The GE-sugar beet case is just the latest front in the war against choice for the eaters of the land. In the case of corn and soy, it has now become difficult for even organic processors to get organic corn and soy that are not contaminated by commingling with GE crops in combines, trucks, silos and rail cars – or by genetic commingling via cross pollination in the field. Departing Bush declarations gave biotech a boost by "streamlining" the deregulation process at USDA, though the General Accounting Office (GAO) of Congress recently recognized threats to organic and GMO-sensitive export markets from cross contamination in the food chain, and has indicated a need for more scrutiny of contamination issues and the GE-crop deregulation process. This is presently in play.
This GAO position is right in alignment with our tact in the GE-beet case. One of our complaints is that USDA/APHIS did not consider the economic threat to the organic and non-GMO specialty seed market when they deregulated the growing of Roundup Ready sugar beet seeds within an existing world class seed growing region–the Willamette Valley of Oregon. USDA committed the same lack of oversight in the case of Monsanto’s Roundup Ready alfalfa, and a successful suit by our legal team at Center For Food Safety in that case held up on Appeal last September. The GE-alfalfa case is the Precedent upon which our sugar beet case hangs, so this is very good news.

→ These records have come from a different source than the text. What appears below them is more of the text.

//! [`SoftDeleteInterceptor`]: the listener that implements soft deletes.

use std::{
  any::{Any, TypeId, type_name},
  collections::HashMap,
};

use tombstone_core::{
  ChangeSet, Entity, EntityMetadata, FieldMapping, FieldType, Result, UnitOfWork, Value,
  event::{Event, FlushArgs, LoadClassMetadataArgs, Listener},
};

use crate::soft_deletable::{DELETED_AT, DELETED_AT_COLUMN, SoftDeletable};

type Cast = fn(&mut dyn Any) -> Option<&mut dyn SoftDeletable>;

fn cast<T: SoftDeletable + 'static>(any: &mut dyn Any) -> Option<&mut dyn SoftDeletable> {
  any
    .downcast_mut::<T>()
    .map(|entity| entity as &mut dyn SoftDeletable)
}

/// Maps `deletedAt` onto soft-deletable types and converts their scheduled
/// deletions into updates.
///
/// Which types are soft-deletable is fixed when the interceptor is built:
/// only types passed to [`SoftDeleteInterceptor::with`] are affected, and
/// the compiler checks that they implement [`SoftDeletable`].
#[derive(Debug, Clone, Default)]
pub struct SoftDeleteInterceptor {
  capabilities: HashMap<TypeId, Cast>,
  names:        Vec<&'static str>,
}

impl SoftDeleteInterceptor {
  pub fn new() -> Self { Self::default() }

  pub fn with<T: Entity + SoftDeletable>(mut self) -> Self {
    self.register::<T>();
    self
  }

  pub fn register<T: Entity + SoftDeletable>(&mut self) {
    if self.capabilities.insert(TypeId::of::<T>(), cast::<T>).is_none() {
      self.names.push(type_name::<T>());
    }
  }

  pub fn is_soft_deletable(&self, type_id: TypeId) -> bool {
    self.capabilities.contains_key(&type_id)
  }

  /// Registered type names, in registration order.
  pub fn registered(&self) -> &[&'static str] { &self.names }

  fn cast_for(&self, metadata: &EntityMetadata) -> Option<Cast> {
    let reflection = metadata.reflection()?;
    self.capabilities.get(&reflection.type_id).copied()
  }

  /// Map `deletedAt` as a nullable timestamp on a soft-deletable type's
  /// descriptor. Unresolved descriptors, other types, and descriptors that
  /// already have the field are left alone.
  pub fn on_metadata_built(&self, metadata: &mut EntityMetadata) -> Result<()> {
    let Some(reflection) = metadata.reflection() else {
      tracing::debug!(
        entity = metadata.entity_name(),
        "metadata not resolved yet, skipping"
      );
      return Ok(());
    };
    if !self.is_soft_deletable(reflection.type_id) || metadata.has_field(DELETED_AT) {
      return Ok(());
    }

    metadata.map_field(
      FieldMapping::new(DELETED_AT, FieldType::Timestamp)
        .nullable()
        .column(DELETED_AT_COLUMN),
    )?;
    tracing::debug!(entity = metadata.entity_name(), "mapped deletedAt");
    Ok(())
  }

  /// Turn every scheduled deletion of a soft-deletable entity into an update
  /// of `deletedAt`. Other scheduled deletions are untouched.
  pub fn on_pre_commit(&self, unit_of_work: &mut UnitOfWork) -> Result<()> {
    let scheduled = unit_of_work.scheduled_deletions().to_vec();

    for key in scheduled {
      let Some(cast) = unit_of_work.metadata(&key).and_then(|m| self.cast_for(m)) else {
        continue;
      };
      let Some(entity) = unit_of_work.entity_mut(&key) else {
        continue;
      };
      let Some(soft) = cast(entity.as_any_mut()) else {
        continue;
      };

      let old = Value::from(soft.deleted_at());
      soft.delete();
      let new = Value::from(soft.deleted_at());

      unit_of_work.persist_key(&key)?;
      // Edits made before `remove` were skipped by dirty-checking.
      unit_of_work.recompute_change_set(&key)?;
      unit_of_work.property_changed(&key, DELETED_AT, old.clone(), new.clone())?;
      unit_of_work.schedule_extra_update(&key, ChangeSet::single(DELETED_AT, old, new))?;

      tracing::debug!(entity = %key, "delete converted to soft delete");
    }
    Ok(())
  }
}

impl Listener for SoftDeleteInterceptor {
  fn name(&self) -> &'static str { "soft_delete" }

  fn subscribed_events(&self) -> &[Event] { &[Event::LoadClassMetadata, Event::OnFlush] }

  fn load_class_metadata(&self, args: &mut LoadClassMetadataArgs<'_>) -> Result<()> {
    self.on_metadata_built(args.metadata_mut())
  }

  fn on_flush(&self, args: &mut FlushArgs<'_>) -> Result<()> {
    self.on_pre_commit(args.unit_of_work_mut())
  }
}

During the same month last fall, we won a decision against Monsanto, Syngenta, all the sugar companies, and sugar beet growers coop, when they tried to intervene in the case on the side of USDA/APHIS. This could have resulted in years of legal delays as these financially interested parties muddied the clarity of our legal complaint about the deregulatory process. The Judge agreed with our contention that the matters of Law need to be decided before matters Financial.
Latest indications are that sales of Roundup Ready soy seed have recently fallen (after accounting for 97% of the 2007 crop) as farmers realized that at current prices for biotech seed and the Roundup herbicide to go with it, and the well-documented 15% yield loss with RR-soybeans, the package just doesn’t pay. It is more profitable to grow from normal seed, there is increasing demand for non-GE soy, and the money conserved by good ol’ seed saving practices is big money compared to buying the biotech seed and herbicide package. Promises don’t sell as well when credit is tight and farmers sharpen their pencils.
"Brink" is an old Norse word indicating some critical boundary, an extreme edge, a verge, beyond which something will occur. The run up in acreage for GMOs has paralleled other unnatural growth rates in the financial world. We have watched the dramatic reversal in financial fortunes since September 2008. That was a brink if ever there was one. We are not yet beyond that verge.